WHAT IS REQUIRED -> Search the data for the string "count" and copy each line in which it appears.

SUPPLIED DATA: Begin

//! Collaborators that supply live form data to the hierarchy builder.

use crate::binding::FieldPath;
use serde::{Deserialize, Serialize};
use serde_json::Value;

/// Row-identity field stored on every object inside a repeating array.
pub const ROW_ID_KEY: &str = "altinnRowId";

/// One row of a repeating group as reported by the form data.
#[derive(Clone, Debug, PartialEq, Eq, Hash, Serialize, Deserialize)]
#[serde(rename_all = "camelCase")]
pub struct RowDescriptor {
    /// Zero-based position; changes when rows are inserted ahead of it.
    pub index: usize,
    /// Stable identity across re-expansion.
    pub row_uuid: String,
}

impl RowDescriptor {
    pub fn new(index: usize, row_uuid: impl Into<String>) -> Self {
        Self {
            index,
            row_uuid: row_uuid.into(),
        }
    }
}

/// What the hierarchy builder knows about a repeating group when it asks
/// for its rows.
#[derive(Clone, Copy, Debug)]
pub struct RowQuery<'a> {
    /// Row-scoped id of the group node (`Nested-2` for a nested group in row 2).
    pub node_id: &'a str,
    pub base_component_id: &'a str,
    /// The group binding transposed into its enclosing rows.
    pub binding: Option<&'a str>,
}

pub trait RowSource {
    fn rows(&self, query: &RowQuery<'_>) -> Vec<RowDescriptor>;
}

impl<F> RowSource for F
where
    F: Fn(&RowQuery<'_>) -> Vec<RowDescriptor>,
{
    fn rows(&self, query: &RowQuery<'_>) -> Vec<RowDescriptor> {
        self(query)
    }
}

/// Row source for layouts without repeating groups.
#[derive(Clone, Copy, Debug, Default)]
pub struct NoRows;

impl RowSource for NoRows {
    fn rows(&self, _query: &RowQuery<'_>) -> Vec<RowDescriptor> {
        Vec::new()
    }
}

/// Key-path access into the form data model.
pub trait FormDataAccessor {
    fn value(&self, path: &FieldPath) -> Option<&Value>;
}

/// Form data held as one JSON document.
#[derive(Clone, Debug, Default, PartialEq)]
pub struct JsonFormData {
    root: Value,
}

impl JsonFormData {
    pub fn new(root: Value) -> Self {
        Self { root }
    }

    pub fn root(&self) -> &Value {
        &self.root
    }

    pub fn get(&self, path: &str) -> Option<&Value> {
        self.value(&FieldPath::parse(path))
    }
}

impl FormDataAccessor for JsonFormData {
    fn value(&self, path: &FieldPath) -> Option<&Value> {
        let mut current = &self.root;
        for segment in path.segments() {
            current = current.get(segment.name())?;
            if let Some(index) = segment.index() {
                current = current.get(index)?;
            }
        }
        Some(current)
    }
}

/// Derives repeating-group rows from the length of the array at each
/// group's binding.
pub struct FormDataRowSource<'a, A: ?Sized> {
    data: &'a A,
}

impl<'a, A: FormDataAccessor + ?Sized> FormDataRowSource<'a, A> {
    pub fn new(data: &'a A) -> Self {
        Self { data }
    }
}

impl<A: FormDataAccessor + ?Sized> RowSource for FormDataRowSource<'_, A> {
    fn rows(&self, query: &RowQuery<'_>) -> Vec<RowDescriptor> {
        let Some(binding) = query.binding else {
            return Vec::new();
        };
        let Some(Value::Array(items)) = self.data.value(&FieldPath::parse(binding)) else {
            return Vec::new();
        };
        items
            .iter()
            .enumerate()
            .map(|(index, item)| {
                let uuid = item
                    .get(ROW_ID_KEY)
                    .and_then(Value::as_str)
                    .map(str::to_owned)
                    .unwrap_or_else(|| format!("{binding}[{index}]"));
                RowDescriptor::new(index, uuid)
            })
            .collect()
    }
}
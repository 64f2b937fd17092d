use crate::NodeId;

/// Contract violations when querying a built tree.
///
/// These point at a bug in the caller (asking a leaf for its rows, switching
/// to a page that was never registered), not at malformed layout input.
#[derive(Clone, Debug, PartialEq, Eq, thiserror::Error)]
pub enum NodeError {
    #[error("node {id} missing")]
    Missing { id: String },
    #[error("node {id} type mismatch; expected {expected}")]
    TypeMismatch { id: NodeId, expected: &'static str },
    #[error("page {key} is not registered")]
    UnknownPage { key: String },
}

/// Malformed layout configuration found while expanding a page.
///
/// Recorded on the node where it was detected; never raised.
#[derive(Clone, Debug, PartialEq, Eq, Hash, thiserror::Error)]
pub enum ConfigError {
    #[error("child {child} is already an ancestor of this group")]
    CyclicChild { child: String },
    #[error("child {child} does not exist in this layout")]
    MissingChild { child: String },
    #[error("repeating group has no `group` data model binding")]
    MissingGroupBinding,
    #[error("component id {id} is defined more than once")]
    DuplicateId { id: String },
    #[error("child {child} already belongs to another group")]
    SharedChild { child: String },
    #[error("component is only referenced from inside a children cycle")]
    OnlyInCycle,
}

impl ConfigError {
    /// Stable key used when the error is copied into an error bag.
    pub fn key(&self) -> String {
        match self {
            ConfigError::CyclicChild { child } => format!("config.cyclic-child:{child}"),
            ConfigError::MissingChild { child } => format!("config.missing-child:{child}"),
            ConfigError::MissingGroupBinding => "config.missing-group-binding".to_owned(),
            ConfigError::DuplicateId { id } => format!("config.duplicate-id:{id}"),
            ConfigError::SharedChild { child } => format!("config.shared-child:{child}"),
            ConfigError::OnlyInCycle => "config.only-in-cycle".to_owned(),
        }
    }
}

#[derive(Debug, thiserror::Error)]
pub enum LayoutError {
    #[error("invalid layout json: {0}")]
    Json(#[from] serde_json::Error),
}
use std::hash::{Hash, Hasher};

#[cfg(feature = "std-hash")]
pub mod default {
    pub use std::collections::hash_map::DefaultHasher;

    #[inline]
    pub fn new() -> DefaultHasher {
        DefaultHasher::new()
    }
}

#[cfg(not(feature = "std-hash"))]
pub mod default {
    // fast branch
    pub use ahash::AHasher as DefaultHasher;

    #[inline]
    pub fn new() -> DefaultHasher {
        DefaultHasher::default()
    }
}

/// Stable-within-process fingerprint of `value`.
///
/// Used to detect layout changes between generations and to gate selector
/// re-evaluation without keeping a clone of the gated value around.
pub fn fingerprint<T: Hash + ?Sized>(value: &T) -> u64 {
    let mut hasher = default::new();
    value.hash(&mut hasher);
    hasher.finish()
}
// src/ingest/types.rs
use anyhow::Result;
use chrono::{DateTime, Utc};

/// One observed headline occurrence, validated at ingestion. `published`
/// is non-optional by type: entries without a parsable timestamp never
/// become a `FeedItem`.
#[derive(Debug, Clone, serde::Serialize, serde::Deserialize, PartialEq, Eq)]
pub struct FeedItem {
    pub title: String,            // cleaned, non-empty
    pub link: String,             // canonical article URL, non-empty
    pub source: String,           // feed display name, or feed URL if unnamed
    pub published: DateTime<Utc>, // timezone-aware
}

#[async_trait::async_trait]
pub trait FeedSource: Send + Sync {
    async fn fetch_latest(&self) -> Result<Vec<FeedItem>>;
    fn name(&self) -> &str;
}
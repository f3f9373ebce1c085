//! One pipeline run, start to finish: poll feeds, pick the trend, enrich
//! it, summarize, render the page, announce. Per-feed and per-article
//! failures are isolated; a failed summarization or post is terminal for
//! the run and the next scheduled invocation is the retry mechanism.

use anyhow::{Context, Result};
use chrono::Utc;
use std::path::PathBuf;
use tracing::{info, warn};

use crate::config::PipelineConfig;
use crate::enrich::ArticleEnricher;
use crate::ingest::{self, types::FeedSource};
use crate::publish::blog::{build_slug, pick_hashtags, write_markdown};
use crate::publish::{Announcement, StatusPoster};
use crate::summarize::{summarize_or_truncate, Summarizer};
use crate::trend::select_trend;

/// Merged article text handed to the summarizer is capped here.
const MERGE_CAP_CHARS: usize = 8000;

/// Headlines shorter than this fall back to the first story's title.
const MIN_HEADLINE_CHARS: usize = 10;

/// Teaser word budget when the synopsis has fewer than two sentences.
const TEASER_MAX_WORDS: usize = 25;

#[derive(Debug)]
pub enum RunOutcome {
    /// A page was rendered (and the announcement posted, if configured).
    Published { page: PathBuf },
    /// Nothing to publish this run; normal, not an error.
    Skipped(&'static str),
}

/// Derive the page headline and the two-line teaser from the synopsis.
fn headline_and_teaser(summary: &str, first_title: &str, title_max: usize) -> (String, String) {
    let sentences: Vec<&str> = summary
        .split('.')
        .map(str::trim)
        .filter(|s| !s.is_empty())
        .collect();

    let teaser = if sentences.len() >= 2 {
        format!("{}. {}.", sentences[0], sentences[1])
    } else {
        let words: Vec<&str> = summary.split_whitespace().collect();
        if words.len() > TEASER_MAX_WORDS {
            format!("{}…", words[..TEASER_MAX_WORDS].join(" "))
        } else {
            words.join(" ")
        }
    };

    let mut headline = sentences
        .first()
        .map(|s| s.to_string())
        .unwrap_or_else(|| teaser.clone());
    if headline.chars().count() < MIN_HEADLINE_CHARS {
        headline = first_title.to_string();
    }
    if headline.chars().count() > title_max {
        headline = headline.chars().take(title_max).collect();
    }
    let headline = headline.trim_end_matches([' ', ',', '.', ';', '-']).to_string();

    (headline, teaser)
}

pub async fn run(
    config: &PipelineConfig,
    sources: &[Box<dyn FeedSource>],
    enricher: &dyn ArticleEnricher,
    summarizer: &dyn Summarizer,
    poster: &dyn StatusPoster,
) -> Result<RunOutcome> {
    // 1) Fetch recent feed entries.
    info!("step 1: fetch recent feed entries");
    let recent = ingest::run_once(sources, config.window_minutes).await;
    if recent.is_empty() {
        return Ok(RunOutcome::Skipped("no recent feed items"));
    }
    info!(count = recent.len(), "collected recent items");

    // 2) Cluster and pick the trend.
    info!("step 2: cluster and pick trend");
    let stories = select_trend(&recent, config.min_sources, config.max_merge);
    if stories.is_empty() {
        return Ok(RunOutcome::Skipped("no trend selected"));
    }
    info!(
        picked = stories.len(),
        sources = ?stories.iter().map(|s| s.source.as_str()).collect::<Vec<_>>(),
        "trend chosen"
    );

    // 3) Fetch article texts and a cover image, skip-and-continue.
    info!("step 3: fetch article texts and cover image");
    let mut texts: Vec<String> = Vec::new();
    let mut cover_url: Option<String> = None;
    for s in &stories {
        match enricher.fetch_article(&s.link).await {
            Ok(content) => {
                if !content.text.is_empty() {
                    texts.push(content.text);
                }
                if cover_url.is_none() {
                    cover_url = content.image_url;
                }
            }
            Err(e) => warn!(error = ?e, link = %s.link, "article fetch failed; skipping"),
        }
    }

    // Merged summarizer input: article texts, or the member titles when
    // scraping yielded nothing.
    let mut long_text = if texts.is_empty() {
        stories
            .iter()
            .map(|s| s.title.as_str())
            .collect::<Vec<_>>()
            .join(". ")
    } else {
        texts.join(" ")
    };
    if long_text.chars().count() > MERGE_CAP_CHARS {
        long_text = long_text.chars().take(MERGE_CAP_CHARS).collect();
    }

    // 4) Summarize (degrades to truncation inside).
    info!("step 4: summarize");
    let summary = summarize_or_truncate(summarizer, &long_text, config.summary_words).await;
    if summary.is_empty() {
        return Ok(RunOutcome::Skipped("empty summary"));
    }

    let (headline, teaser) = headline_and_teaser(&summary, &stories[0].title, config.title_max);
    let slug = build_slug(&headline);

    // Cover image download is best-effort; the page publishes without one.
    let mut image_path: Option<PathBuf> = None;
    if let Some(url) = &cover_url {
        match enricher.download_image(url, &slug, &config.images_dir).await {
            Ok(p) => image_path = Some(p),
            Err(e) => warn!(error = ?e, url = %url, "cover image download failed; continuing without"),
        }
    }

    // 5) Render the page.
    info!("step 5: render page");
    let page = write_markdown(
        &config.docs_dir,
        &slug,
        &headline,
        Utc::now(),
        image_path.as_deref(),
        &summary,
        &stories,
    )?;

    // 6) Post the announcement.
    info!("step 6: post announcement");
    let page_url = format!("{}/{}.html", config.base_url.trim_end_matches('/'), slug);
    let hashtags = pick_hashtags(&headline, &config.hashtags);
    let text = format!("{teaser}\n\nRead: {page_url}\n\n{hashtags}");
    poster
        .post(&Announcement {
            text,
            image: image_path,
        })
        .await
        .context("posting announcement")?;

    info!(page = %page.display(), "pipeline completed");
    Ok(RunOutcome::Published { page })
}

SUPPLIED DATA: End

RESPONSE ->
    if headline.chars().count() < MIN_HEADLINE_CHARS {
    if headline.chars().count() > title_max {
    info!(count = recent.len(), "collected recent items");
    if long_text.chars().count() > MERGE_CAP_CHARS {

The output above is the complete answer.